All of which is fine and easy to say, but without practical examples can come across as purely theoretical. Handily, there exists a useful example in what may seem to some an unlikely place – the north of Scotland in an area called Moray. In Moray there are four of Scotland’s oldest businesses – Johnstons of Elgin (a high end cashmere knitwear and mill company), Wm Grant & Sons (makers of the world’s most popular single malt whisky – Glenfiddich), Walkers Shortbread (bakers) and Baxters (soups and jams) – all of whom are family owned and have each been based in the area for more that a hundred years each. Their commitment to an area that is far removed from markets, difficult to get to and from and lacking in clearly obvious natural resources for the companies at hand is demonstrated over the many years combined they have been located there, as well as their contribution to local supply side firms – principally farming related, but also the service sector companies that help support and sustain the larger scale companies noted as well as the communities more generally. The cluster of longstanding family owned businesses with multinational presence in a peripheral area is an example of how family businesses contribute to entrepreneurial ecosystems and healthy economies in even the most remote areas.
Here at the Hunter Centre we have a number of PhD students looking at the different facets of entrepreneurship including ecosystems and family business sponsorship of spin-out/of firms. Although the findings are yet to be finalized, initial research suggests that family businesses are adept at the sponsorship and development of new firms who become part of the larger ecosystem as both inputs to and actors within the system. Family businesses thus play both input and output roles in entrepreneurial ecosystems – on the input side they are often found in the background of entrepreneurs acting as mentors, supporters and providers of capital; on the output side they can be found often as the result of entrepreneurial endeavours which, with growth over time, involve other family members in their development and activities. Family businesses are rarely started out as such – they are typically single entrepreneurs looking to develop and grow a business who require help and thus turn to family members for support. In this sense, family businesses are often micro entrepreneurial ecosystems in their own right who go on to become an important function of the larger entrepreneurial ecosystem in a kind of virtuous circle.
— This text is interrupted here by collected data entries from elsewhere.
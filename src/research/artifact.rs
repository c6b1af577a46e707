//! Questions and rewrites against a finished report.

use crate::llm::LLMClient;
use crate::research::context::{StageContext, bounded};
use crate::research::prompts;
use crate::research::text::{parse_json_markdown, strip_reasoning};
use crate::tools::knowledge_base::KnowledgeBase;
use crate::types::{AppError, ArtifactQaRequest, ArtifactQaResponse, Result, RewriteMode};
use serde::Deserialize;
use std::sync::Arc;
use tracing::{debug, info, warn};

pub const OUT_OF_SCOPE_REPLY: &str =
    "Sorry, I am not able to help answer that question. Please try again.";
pub const REWRITE_REPLY: &str = "Here is the updated artifact (entire rewrite).";

#[derive(Debug, Deserialize)]
struct GuardrailVerdict {
    relevant: Option<String>,
}

/// An unparseable or missing verdict is out of scope
pub fn parse_guardrail(raw: &str) -> bool {
    parse_json_markdown::<GuardrailVerdict>(&strip_reasoning(raw))
        .ok()
        .and_then(|v| v.relevant)
        .map(|r| r.trim().eq_ignore_ascii_case("yes"))
        .unwrap_or(false)
}

#[derive(Clone)]
pub struct ArtifactQa {
    llm: Arc<dyn LLMClient>,
    knowledge_base: Arc<dyn KnowledgeBase>,
    guardrail: bool,
    default_collection: String,
}

impl ArtifactQa {
    pub fn new(
        llm: Arc<dyn LLMClient>,
        knowledge_base: Arc<dyn KnowledgeBase>,
        guardrail: bool,
        default_collection: impl Into<String>,
    ) -> Self {
        Self {
            llm,
            knowledge_base,
            guardrail,
            default_collection: default_collection.into(),
        }
    }

    pub async fn answer(&self, ctx: &StageContext, input: ArtifactQaRequest) -> Result<ArtifactQaResponse> {
        if input.question.trim().is_empty() {
            return Err(AppError::InvalidInput("question must not be empty".to_string()));
        }

        if self.guardrail && !self.in_scope(ctx, &input).await? {
            info!(question = %input.question, "Question rejected by guardrail");
            return Ok(ArtifactQaResponse {
                assistant_reply: OUT_OF_SCOPE_REPLY.to_string(),
                updated_artifact: Some(input.artifact),
            });
        }

        let request = self.with_context(ctx, &input).await;

        match input.rewrite_mode {
            Some(RewriteMode::Entire) => {
                let prompt = prompts::artifact_rewrite(&input.artifact, &request);
                let raw = ctx.complete(self.llm.as_ref(), &prompt, ctx.timeout).await?;
                Ok(ArtifactQaResponse {
                    assistant_reply: REWRITE_REPLY.to_string(),
                    updated_artifact: Some(strip_reasoning(&raw)),
                })
            }
            None => {
                let messages = chat_messages(&input.artifact, &input.chat_history, &request);
                let raw = bounded(
                    ctx.timeout,
                    "artifact chat",
                    self.llm.generate_with_history(&messages),
                )
                .await?;
                Ok(ArtifactQaResponse {
                    assistant_reply: strip_reasoning(&raw),
                    updated_artifact: Some(input.artifact),
                })
            }
        }
    }

    async fn in_scope(&self, ctx: &StageContext, input: &ArtifactQaRequest) -> Result<bool> {
        let prompt = prompts::artifact_guardrail(&input.question, &input.artifact);
        let raw = ctx.complete(self.llm.as_ref(), &prompt, ctx.timeout).await?;
        Ok(parse_guardrail(&raw))
    }

    /// The question plus knowledge-base context and caller-supplied context
    async fn with_context(&self, ctx: &StageContext, input: &ArtifactQaRequest) -> String {
        let collection = input
            .rag_collection
            .as_deref()
            .unwrap_or(&self.default_collection);
        let mut request = input.question.clone();

        match bounded(
            ctx.timeout,
            "knowledge base search",
            self.knowledge_base.search(&input.question, collection),
        )
        .await
        {
            Ok(found) => {
                debug!(collection, "Adding knowledge base context to question");
                request.push_str("\n\n --- ADDITIONAL CONTEXT --- \n");
                request.push_str(&format!(
                    "QUERY: {}\nANSWER: {}\nCITATION: {}",
                    input.question, found.answer, found.citation
                ));
            }
            Err(e) => warn!(collection, error = %e, "Knowledge base lookup for question failed"),
        }

        if let Some(extra) = input.additional_context.as_deref().filter(|c| !c.trim().is_empty()) {
            request.push_str("\n\nAdditional context:\n");
            request.push_str(extra);
        }

        request
    }
}

/// Artifact context first, then history alternating user/assistant, then
/// the question
pub fn chat_messages(artifact: &str, history: &[String], question: &str) -> Vec<(String, String)> {
    let mut messages = Vec::with_capacity(history.len() + 2);
    messages.push(("user".to_string(), prompts::artifact_chat_context(artifact)));
    for (i, turn) in history.iter().enumerate() {
        let role = if i % 2 == 0 { "user" } else { "assistant" };
        messages.push((role.to_string(), turn.clone()));
    }
    messages.push(("user".to_string(), question.to_string()));
    messages
}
Chua, J. H., Chrisman, J. J. and Sharma, P. (1999), “Defining the Family Business by Behavior”, Entrepreneurship Theory & Practice,, 23(4), pp. 19–39.
Family Firm Institute, http://www.ffi.org/?page=globaldatapoints
Isenberg.D. (2010). The Big Idea: How to Start an Entrepreneurial Revolution. Harvard Business Review, Vol.88 (6), pp 41-50, June 2010
Management of the Family Business: Harvard Business School Class Description, http://www.hbs.edu/coursecatalog/1655.html
Miller, D. & Le Breton-Miller, I. (2005). Managing for the Long Run: Lessons in Competitive Advantage from Great Family Businesses. Boston, MA: Harvard Business School Press.